Good quality medical records are an essential component of safe and effective healthcare
Good medical records – whether electronic or handwritten – are essential for the continuity of care of your patients. For health professionals, good medical records are vital for defending a complaint or clinical negligence claim; they provide a window on the clinical judgment being exercised at the time. The presence of a complete, up-to-date and accurate medical record can make all the difference to the outcome.
What are medical records?
You are obliged by the HPCSA to keep adequate medical records. The HPCSA defines a medical record as “any relevant record made by a health care practitioner at the time of, or subsequent to, a consultation and/or examination or the application of health management”.1
Medical records cover an array of documents that are generated as a result of patient care. According to the HPCSA, these include:
2.1.1 Hand-written contemporaneous notes taken by the health care practitioner.

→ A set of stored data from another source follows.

use anyhow::{Context, Result};
use std::sync::Arc;
use tracing::{debug, info};

use crate::collector::CollectionPipeline;
use crate::config::StaticConfig;
use crate::metrics::{ExporterMetrics, MetricsRecorder};
use crate::source::{DataSource, DataSourceAdapter, PgConnector, RetryPolicy};

pub struct StartupContext {
    pub adapter: Arc<DataSourceAdapter>,
    pub pipeline: Arc<CollectionPipeline>,
    pub exporter_metrics: Arc<ExporterMetrics>,
}

/// 准备服务器启动的上下文
///
/// Builds the adapter and the pipeline and opens the first connection. A
/// database that cannot be reached here is fatal.
pub async fn prepare_server_startup(config: &StaticConfig) -> Result<StartupContext> {
    let start_time = std::time::Instant::now();
    debug!("Starting pre-startup processing...");

    let exporter_metrics =
        Arc::new(ExporterMetrics::new().context("Failed to create exporter metrics")?);
    let recorder: Arc<dyn MetricsRecorder> = exporter_metrics.clone();

    let connector =
        PgConnector::from_config(&config.database).context("Invalid database configuration")?;
    let policy = RetryPolicy::from(&config.database);
    debug!(
        "Retry policy: {} attempts, {:?} backoff, statement timeout {}ms",
        policy.max_attempts, policy.backoff, config.database.statement_timeout_ms
    );

    let adapter = Arc::new(DataSourceAdapter::new(connector, policy, recorder.clone()));
    adapter
        .connect()
        .await
        .context("Failed to connect to the monitoring database")?;

    let source: Arc<dyn DataSource> = adapter.clone();
    let pipeline = Arc::new(CollectionPipeline::new(source, recorder));

    info!("Pre-startup completed in {:?}", start_time.elapsed());

    Ok(StartupContext {
        adapter,
        pipeline,
        exporter_metrics,
    })
}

2.1.2 Notes taken by previous practitioners attending health care or other health care practitioners, including a typed patient discharge summary or summaries.
2.1.3 Referral letters to and from other health care practitioners.
2.1.4 Laboratory reports and other laboratory evidence such as histology sections, cytology slides and printouts from automated analysers, X-ray films and reports, ECG traces, etc.
2.1.5 Audio visual records such as photographs, videos and tape-recordings.
2.1.6 Clinical research forms and clinical trial data.
2.1.7 Other forms completed during the health interaction such as insurance forms, disability assessments and documentation of injury on duty.